The cancer-prevention potential of Celebrex makes the study worth doing, despite the possibility of increased heart attack risk among volunteers, said Dr. Bernard Levin, vice president of cancer prevention at the University of Texas M.D. Anderson Cancer Center.
The study was two-thirds complete when it was suspended last year. The resumed study will last six months instead of a year. Study volunteers will have their blood pressure monitored and patients with any cardiovascular changes will receive prompt treatment. No patients who've had a heart attack or stroke will be allowed to take part in the study, the AP reported.

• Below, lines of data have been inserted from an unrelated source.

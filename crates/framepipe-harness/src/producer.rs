//! Producer task: pulls frames from a payload source and writes them to a
//! channel until its bound is reached.

use std::sync::atomic::{AtomicBool, Ordering};
use std::sync::Arc;

use serde::Serialize;
use tokio::time::Instant;
use tokio_util::sync::CancellationToken;
use tracing::{debug, error, info, warn};

use framepipe_channel::{ChannelError, WriteHandle};

use crate::config::{ConfigError, RunBound, SourceDescriptor};
use crate::error::{HarnessError, Result};
use crate::source::PayloadSource;

/// Why a producer stopped.
#[derive(Debug, Clone, Copy, PartialEq, Eq, Serialize)]
#[serde(rename_all = "snake_case")]
pub enum FinishReason {
    CountReached,
    DurationElapsed,
    SourceExhausted,
    Cancelled,
    Failed,
}

impl FinishReason {
    pub fn as_str(self) -> &'static str {
        match self {
            FinishReason::CountReached => "count_reached",
            FinishReason::DurationElapsed => "duration_elapsed",
            FinishReason::SourceExhausted => "source_exhausted",
            FinishReason::Cancelled => "cancelled",
            FinishReason::Failed => "failed",
        }
    }
}

/// Result of one [`Producer::step`].
#[derive(Debug, Clone, Copy, PartialEq, Eq)]
pub enum StepOutcome {
    /// One frame was written.
    Sent { seq: i32, bytes: usize },
    /// Pacing pause; nothing to do before this instant.
    Idle(Instant),
    /// The producer is done. Repeated calls keep returning this.
    Finished(FinishReason),
}

/// Totals reported when a producer finishes.
#[derive(Debug, Clone, PartialEq, Eq, Serialize)]
pub struct ProducerReport {
    pub source_id: u32,
    pub frames_sent: u64,
    pub bytes_sent: u64,
    pub reason: FinishReason,
}

/// Writes frames from one payload source into one channel.
///
/// The producer is running from construction until it finishes. Whatever
/// ends it, it tries once to send the stop sentinel downstream.
pub struct Producer {
    descriptor: SourceDescriptor,
    channel: WriteHandle,
    source: Box<dyn PayloadSource>,
    running: Arc<AtomicBool>,
    deadline: Option<Instant>,
    started: bool,
    next_seq: i32,
    frames_sent: u64,
    bytes_sent: u64,
    burst: u32,
    idle_until: Option<Instant>,
    finished: Option<FinishReason>,
}

impl Producer {
    pub fn new(
        descriptor: SourceDescriptor,
        channel: WriteHandle,
        source: Box<dyn PayloadSource>,
    ) -> Self {
        Self {
            descriptor,
            channel,
            source,
            running: Arc::new(AtomicBool::new(true)),
            deadline: None,
            started: false,
            next_seq: 0,
            frames_sent: 0,
            bytes_sent: 0,
            burst: 0,
            idle_until: None,
            finished: None,
        }
    }

    pub fn source_id(&self) -> u32 {
        self.descriptor.source_id
    }

    pub fn descriptor(&self) -> &SourceDescriptor {
        &self.descriptor
    }

    pub fn is_running(&self) -> bool {
        self.running.load(Ordering::Acquire)
    }

    /// Shared handle to the running flag.
    pub fn running_flag(&self) -> Arc<AtomicBool> {
        Arc::clone(&self.running)
    }

    /// Do one unit of work: check the bound and pacing, then move one record
    /// from the source to the channel.
    pub async fn step(&mut self) -> Result<StepOutcome> {
        if let Some(reason) = self.finished {
            return Ok(StepOutcome::Finished(reason));
        }

        let now = Instant::now();
        if !self.started {
            self.started = true;
            if let RunBound::Duration(d) = self.descriptor.bound {
                match now.checked_add(d) {
                    Some(deadline) => self.deadline = Some(deadline),
                    None => {
                        let err = ConfigError::InvalidArgument {
                            field: "bound",
                            reason: format!("duration {d:?} overflows the clock"),
                        };
                        return Err(self.fail(err.into()).await);
                    }
                }
            }
            debug!(
                source_id = self.descriptor.source_id,
                source = self.source.kind(),
                "producer started"
            );
        }

        if let Some(reason) = self.bound_reached(now) {
            return Ok(self.finish(reason).await);
        }
        if let Some(until) = self.idle_until {
            if now < until {
                return Ok(StepOutcome::Idle(until));
            }
            self.idle_until = None;
        }

        let seq = self.next_seq;
        let frame = match self.source.next_frame(seq).await {
            Ok(Some(frame)) => frame,
            Ok(None) => return Ok(self.finish(FinishReason::SourceExhausted).await),
            Err(err) => return Err(self.fail(err).await),
        };

        match self.channel.write_frame(&frame).await {
            Ok(()) => {}
            Err(ChannelError::Cancelled) => return Ok(self.finish(FinishReason::Cancelled).await),
            Err(err) => return Err(self.fail(err.into()).await),
        }

        self.next_seq = self.next_seq.wrapping_add(1);
        self.frames_sent += 1;
        self.bytes_sent += frame.len() as u64;

        if let Some(interval) = self.descriptor.pacing_interval() {
            self.burst += 1;
            if self.burst >= self.descriptor.num_doms {
                self.burst = 0;
                match Instant::now().checked_add(interval) {
                    Some(until) => self.idle_until = Some(until),
                    None => {
                        let err = ConfigError::InvalidArgument {
                            field: "rate",
                            reason: format!("pause {interval:?} overflows the clock"),
                        };
                        return Err(self.fail(err.into()).await);
                    }
                }
            }
        }

        Ok(StepOutcome::Sent {
            seq,
            bytes: frame.len(),
        })
    }

    /// Step until finished, sleeping through pacing pauses.
    ///
    /// Cancellation is noticed before the next step, or at once while idle.
    pub async fn run(mut self, cancel: CancellationToken) -> Result<ProducerReport> {
        loop {
            if cancel.is_cancelled() {
                self.finish(FinishReason::Cancelled).await;
                break;
            }
            match self.step().await? {
                StepOutcome::Sent { .. } => {}
                StepOutcome::Idle(until) => {
                    tokio::select! {
                        _ = cancel.cancelled() => {}
                        _ = tokio::time::sleep_until(until) => {}
                    }
                }
                StepOutcome::Finished(_) => break,
            }
        }
        Ok(self.report())
    }

    /// Finish with `reason` unless already finished.
    pub async fn finish(&mut self, reason: FinishReason) -> StepOutcome {
        if let Some(done) = self.finished {
            return StepOutcome::Finished(done);
        }
        self.finished = Some(reason);
        self.send_stop().await;
        self.running.store(false, Ordering::Release);
        info!(
            source_id = self.descriptor.source_id,
            frames = self.frames_sent,
            bytes = self.bytes_sent,
            reason = reason.as_str(),
            "producer finished"
        );
        StepOutcome::Finished(reason)
    }

    /// Totals so far.
    pub fn report(&self) -> ProducerReport {
        ProducerReport {
            source_id: self.descriptor.source_id,
            frames_sent: self.frames_sent,
            bytes_sent: self.bytes_sent,
            reason: self.finished.unwrap_or(FinishReason::Cancelled),
        }
    }

    fn bound_reached(&self, now: Instant) -> Option<FinishReason> {
        match self.descriptor.bound {
            RunBound::Count(n) if self.frames_sent >= n => Some(FinishReason::CountReached),
            RunBound::Duration(_) => match self.deadline {
                Some(deadline) if now >= deadline => Some(FinishReason::DurationElapsed),
                _ => None,
            },
            _ => None,
        }
    }

    async fn fail(&mut self, err: HarnessError) -> HarnessError {
        error!(
            source_id = self.descriptor.source_id,
            frames = self.frames_sent,
            error = %err,
            "producer failed"
        );
        self.finish(FinishReason::Failed).await;
        err
    }

    async fn send_stop(&mut self) {
        if let Err(err) = self.channel.send_stop().await {
            warn!(
                source_id = self.descriptor.source_id,
                error = %err,
                "failed to send stop sentinel"
            );
        }
    }
}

The U.S. Food and Drug Administration recommended in February that researchers continue to study the potential of Celebrex to prevent cancer. The U.S. National Cancer Institute advised researchers to weigh the risks and benefits of Celebrex in their clinical trials.
Celebrex is part of a family of painkillers called cox-2 inhibitors, which have been linked to increased risk of heart attack and stroke. Two other cox-2 drugs, Vioxx and Bextra, have been removed from the market.
2nd Lawsuit Against Vioxx Maker Begins
A second trial has begun alleging that Merck & Co. knew of the cardiac risks posed by the now-defunct arthritis drug Vioxx but failed to warn consumers.
During opening statements in an Atlantic City, NJ. courtroom on Wednesday, the lawyer for Frederick Humeston said the Vietnam War veteran had led an active lifestyle before he suffered a heart attack within two months of starting the painkiller, according to the Associated Press. Humeston, 60, of Boise, Idaho, survived the Sept. 18, 2001 attack.
Merck contends Humeston's heart attack was related to war injuries and a sedentary lifestyle, the wire service reported.
His trial is the first to be heard since last month, when a Texas jury hearing the nation's first Vioxx case found in favor of a widow who blamed the drug for the death of her husband from an abnormal heartbeat. The jury awarded the woman $253 million, although the award will be reduced to about $26 million. Texas law caps punitive damages at about that number in malpractice cases.
Vioxx, which once had annual sales of $2.5 billion, was withdrawn by Merck in September 2004, when research showed the drug increased long-term users' risks of heart attack and stroke.
Health Tip: If Your Child's Sinuses Are Blocked
Blocked sinuses, which rarely occur in kids under age five, are often caused by a cold or hay fever, according to St. Louis Children's Hospital.
By treating your child's sinus congestion, you can prevent it from developing into a true sinus infection.
Here are some tips:
Use warm water or saline nose drops followed by suction or nose blowing to wash dried mucus out of the nose. Run a humidifier in the home. Ice applied over the sinus for 20 minutes may give some pain relief. With treatment, sinus congestion often resolves in five to seven days. A fever and increased pain could indicate a bacterial sinusitis that may need an antibiotic.
Health Tip: Don't Skip Meals
If you're trying to cut your calorie intake by skipping meals, you could end up gaining weight instead.
According to George Washington University, people who skip meals, especially breakfast, are more likely to overeat later in the day. That's because when you skip meals, you upset your body's natural cycle of sleep, wakefulness and hunger.
So in trying to right itself, your system overcompensates and you may end up eating from mid-afternoon until bedtime.